//! Hivewarden daemon orchestration logic.
//!
//! The [`Daemon`] struct ties together the agent link server, the command
//! correlation sweep, the scheduler, and the scan report router into a
//! single async process.

pub mod dispatcher;
pub mod router;

use std::path::{Path, PathBuf};
use std::sync::Arc;
use std::time::Duration;

use anyhow::{Context, Result};
use tokio::net::TcpListener;
use tokio::sync::mpsc;
use tracing::{error, info, warn};

use hivewarden_core::config::HiveConfig;
use hivewarden_core::store::{CommandAudit, ScanStore, SqliteStore};
use hivewarden_fleet::{run_link_server, Fleet};
use hivewarden_netwatch::ScorerClient;
use hivewarden_scheduler::Scheduler;
use hivewarden_vuln::CveCorpus;

use crate::dispatcher::FleetDispatcher;
use crate::router::{run_report_router, RouterContext};

/// Queue depth between the link readers and the report router.
const REPORT_BUFFER: usize = 256;

/// How often the correlator checks for expired commands.
const SWEEP_PERIOD: Duration = Duration::from_secs(1);

pub struct Daemon {
    config: HiveConfig,
}

impl Daemon {
    pub fn new(config: HiveConfig) -> Self {
        Self { config }
    }

    /// Run until SIGTERM/SIGINT or a fatal link-server error.
    pub async fn run(self) -> Result<()> {
        let pid_path = pid_file_path(&self.config);
        write_pid_file(&pid_path)?;

        // --- Stores ---
        if let Some(parent) = self.config.db_path.parent() {
            std::fs::create_dir_all(parent)
                .with_context(|| format!("creating data directory: {}", parent.display()))?;
        }
        let store = Arc::new(
            SqliteStore::open(&self.config.db_path).context("opening server store")?,
        );
        let corpus = Arc::new(
            CveCorpus::open(&self.config.cve_db_path).context("opening CVE corpus")?,
        );

        // --- Fleet runtime ---
        let audit: Arc<dyn CommandAudit> = Arc::clone(&store) as Arc<dyn CommandAudit>;
        let fleet = Arc::new(Fleet::new(self.config.command_timeout()).with_audit(audit));
        let sweeper = fleet.correlator().spawn_sweeper(SWEEP_PERIOD);

        // --- Link server ---
        let listener = TcpListener::bind(&self.config.listen_addr)
            .await
            .with_context(|| format!("binding link server to {}", self.config.listen_addr))?;
        let (report_tx, report_rx) = mpsc::channel(REPORT_BUFFER);
        let link_server = tokio::spawn(run_link_server(
            listener,
            Arc::clone(&fleet),
            report_tx,
        ));

        // --- Report router ---
        let scorer = Arc::new(
            ScorerClient::new(
                &self.config.scorer.base_url,
                self.config.scorer.batch_size,
                Duration::from_secs(self.config.scorer.timeout_seconds),
            )
            .context("building scorer client")?,
        );
        let router_ctx = RouterContext {
            corpus,
            scorer,
            scan_store: Arc::clone(&store) as Arc<dyn ScanStore>,
            flag_threshold: self.config.scorer.flag_threshold,
        };
        let router = tokio::spawn(run_report_router(report_rx, router_ctx));

        // --- Scheduler ---
        let scheduler = Scheduler::new(
            Arc::clone(&store),
            Arc::new(FleetDispatcher::new(Arc::clone(&fleet))),
            self.config.tick_interval(),
        );
        let scheduler_task = tokio::spawn(scheduler.run());

        info!("hivewarden daemon started");

        // --- Run until a signal or a fatal listener error ---
        #[cfg(unix)]
        {
            let mut sigterm =
                tokio::signal::unix::signal(tokio::signal::unix::SignalKind::terminate())?;
            let mut sigint =
                tokio::signal::unix::signal(tokio::signal::unix::SignalKind::interrupt())?;
            tokio::select! {
                result = link_server => {
                    match result {
                        Ok(Err(e)) => error!(error = %e, "link server exited with error"),
                        Ok(Ok(())) => warn!("link server exited"),
                        Err(e) => error!(error = %e, "link server task failed"),
                    }
                }
                _ = sigterm.recv() => info!("SIGTERM received, shutting down"),
                _ = sigint.recv() => info!("SIGINT received, shutting down"),
            }
        }
        #[cfg(not(unix))]
        {
            tokio::select! {
                result = link_server => {
                    match result {
                        Ok(Err(e)) => error!(error = %e, "link server exited with error"),
                        Ok(Ok(())) => warn!("link server exited"),
                        Err(e) => error!(error = %e, "link server task failed"),
                    }
                }
                _ = tokio::signal::ctrl_c() => info!("Ctrl-C received, shutting down"),
            }
        }

        // --- Cleanup ---
        scheduler_task.abort();
        router.abort();
        sweeper.abort();
        remove_pid_file(&pid_path);
        info!("daemon shut down");
        Ok(())
    }
}

/// PID file lives next to the server database.
fn pid_file_path(config: &HiveConfig) -> PathBuf {
    config
        .db_path
        .parent()
        .unwrap_or_else(|| Path::new("/tmp"))
        .join("hivewarden.pid")
}

fn write_pid_file(path: &Path) -> Result<()> {
    if let Some(parent) = path.parent() {
        std::fs::create_dir_all(parent).ok();
    }
    let pid = std::process::id();
    std::fs::write(path, pid.to_string())
        .with_context(|| format!("writing PID file: {}", path.display()))?;
    info!(pid = pid, path = %path.display(), "wrote PID file");
    Ok(())
}

fn remove_pid_file(path: &Path) {
    if path.exists() {
        if let Err(e) = std::fs::remove_file(path) {
            warn!(path = %path.display(), error = %e, "failed to remove PID file");
        }
    }
}

#[cfg(test)]
mod tests {
    use super::*;
    use tempfile::TempDir;

    #[test]
    fn pid_file_creation_and_cleanup() {
        let dir = TempDir::new().unwrap();
        let pid_path = dir.path().join("test.pid");
        write_pid_file(&pid_path).unwrap();
        assert_eq!(
            std::fs::read_to_string(&pid_path).unwrap(),
            std::process::id().to_string()
        );
        remove_pid_file(&pid_path);
        assert!(!pid_path.exists());
    }

    #[test]
    fn pid_path_follows_db_path() {
        let mut config = HiveConfig::default();
        config.db_path = PathBuf::from("/srv/hivewarden/server.db");
        assert_eq!(
            pid_file_path(&config),
            PathBuf::from("/srv/hivewarden/hivewarden.pid")
        );
    }
}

::::::::

◆ WHAT IS REQUIRED ◆
So that nothing is lost, write out each record exactly as it appears above.

◆ SOLUTION ◆
//! Hivewarden daemon orchestration logic.
//!
//! The [`Daemon`] struct ties together the agent link server, the command
//! correlation sweep, the scheduler, and the scan report router into a
//! single async process.

pub mod dispatcher;
pub mod router;

use std::path::{Path, PathBuf};
use std::sync::Arc;
use std::time::Duration;

use anyhow::{Context, Result};
use tokio::net::TcpListener;
use tokio::sync::mpsc;
use tracing::{error, info, warn};

use hivewarden_core::config::HiveConfig;
use hivewarden_core::store::{CommandAudit, ScanStore, SqliteStore};
use hivewarden_fleet::{run_link_server, Fleet};
use hivewarden_netwatch::ScorerClient;
use hivewarden_scheduler::Scheduler;
use hivewarden_vuln::CveCorpus;

use crate::dispatcher::FleetDispatcher;
use crate::router::{run_report_router, RouterContext};

/// Queue depth between the link readers and the report router.
const REPORT_BUFFER: usize = 256;

/// How often the correlator checks for expired commands.
const SWEEP_PERIOD: Duration = Duration::from_secs(1);

pub struct Daemon {
    config: HiveConfig,
}

impl Daemon {
    pub fn new(config: HiveConfig) -> Self {
        Self { config }
    }

    /// Run until SIGTERM/SIGINT or a fatal link-server error.
    pub async fn run(self) -> Result<()> {
        let pid_path = pid_file_path(&self.config);
        write_pid_file(&pid_path)?;

        // --- Stores ---
        if let Some(parent) = self.config.db_path.parent() {
            std::fs::create_dir_all(parent)
                .with_context(|| format!("creating data directory: {}", parent.display()))?;
        }
        let store = Arc::new(
            SqliteStore::open(&self.config.db_path).context("opening server store")?,
        );
        let corpus = Arc::new(
            CveCorpus::open(&self.config.cve_db_path).context("opening CVE corpus")?,
        );

        // --- Fleet runtime ---
        let audit: Arc<dyn CommandAudit> = Arc::clone(&store) as Arc<dyn CommandAudit>;
        let fleet = Arc::new(Fleet::new(self.config.command_timeout()).with_audit(audit));
        let sweeper = fleet.correlator().spawn_sweeper(SWEEP_PERIOD);

        // --- Link server ---
        let listener = TcpListener::bind(&self.config.listen_addr)
            .await
            .with_context(|| format!("binding link server to {}", self.config.listen_addr))?;
        let (report_tx, report_rx) = mpsc::channel(REPORT_BUFFER);
        let link_server = tokio::spawn(run_link_server(
            listener,
            Arc::clone(&fleet),
            report_tx,
        ));

        // --- Report router ---
        let scorer = Arc::new(
            ScorerClient::new(
                &self.config.scorer.base_url,
                self.config.scorer.batch_size,
                Duration::from_secs(self.config.scorer.timeout_seconds),
            )
            .context("building scorer client")?,
        );
        let router_ctx = RouterContext {
            corpus,
            scorer,
            scan_store: Arc::clone(&store) as Arc<dyn ScanStore>,
            flag_threshold: self.config.scorer.flag_threshold,
        };
        let router = tokio::spawn(run_report_router(report_rx, router_ctx));

        // --- Scheduler ---
        let scheduler = Scheduler::new(
            Arc::clone(&store),
            Arc::new(FleetDispatcher::new(Arc::clone(&fleet))),
            self.config.tick_interval(),
        );
        let scheduler_task = tokio::spawn(scheduler.run());

        info!("hivewarden daemon started");

        // --- Run until a signal or a fatal listener error ---
        #[cfg(unix)]
        {
            let mut sigterm =
                tokio::signal::unix::signal(tokio::signal::unix::SignalKind::terminate())?;
            let mut sigint =
                tokio::signal::unix::signal(tokio::signal::unix::SignalKind::interrupt())?;
            tokio::select! {
                result = link_server => {
                    match result {
                        Ok(Err(e)) => error!(error = %e, "link server exited with error"),
                        Ok(Ok(())) => warn!("link server exited"),
                        Err(e) => error!(error = %e, "link server task failed"),
                    }
                }
                _ = sigterm.recv() => info!("SIGTERM received, shutting down"),
                _ = sigint.recv() => info!("SIGINT received, shutting down"),
            }
        }
        #[cfg(not(unix))]
        {
            tokio::select! {
                result = link_server => {
                    match result {
                        Ok(Err(e)) => error!(error = %e, "link server exited with error"),
                        Ok(Ok(())) => warn!("link server exited"),
                        Err(e) => error!(error = %e, "link server task failed"),
                    }
                }
                _ = tokio::signal::ctrl_c() => info!("Ctrl-C received, shutting down"),
            }
        }

        // --- Cleanup ---
        scheduler_task.abort();
        router.abort();
        sweeper.abort();
        remove_pid_file(&pid_path);
        info!("daemon shut down");
        Ok(())
    }
}

/// PID file lives next to the server database.
fn pid_file_path(config: &HiveConfig) -> PathBuf {
    config
        .db_path
        .parent()
        .unwrap_or_else(|| Path::new("/tmp"))
        .join("hivewarden.pid")
}

fn write_pid_file(path: &Path) -> Result<()> {
    if let Some(parent) = path.parent() {
        std::fs::create_dir_all(parent).ok();
    }
    let pid = std::process::id();
    std::fs::write(path, pid.to_string())
        .with_context(|| format!("writing PID file: {}", path.display()))?;
    info!(pid = pid, path = %path.display(), "wrote PID file");
    Ok(())
}

fn remove_pid_file(path: &Path) {
    if path.exists() {
        if let Err(e) = std::fs::remove_file(path) {
            warn!(path = %path.display(), error = %e, "failed to remove PID file");
        }
    }
}

#[cfg(test)]
mod tests {
    use super::*;
    use tempfile::TempDir;

    #[test]
    fn pid_file_creation_and_cleanup() {
        let dir = TempDir::new().unwrap();
        let pid_path = dir.path().join("test.pid");
        write_pid_file(&pid_path).unwrap();
        assert_eq!(
            std::fs::read_to_string(&pid_path).unwrap(),
            std::process::id().to_string()
        );
        remove_pid_file(&pid_path);
        assert!(!pid_path.exists());
    }

    #[test]
    fn pid_path_follows_db_path() {
        let mut config = HiveConfig::default();
        config.db_path = PathBuf::from("/srv/hivewarden/server.db");
        assert_eq!(
            pid_file_path(&config),
            PathBuf::from("/srv/hivewarden/hivewarden.pid")
        );
    }
}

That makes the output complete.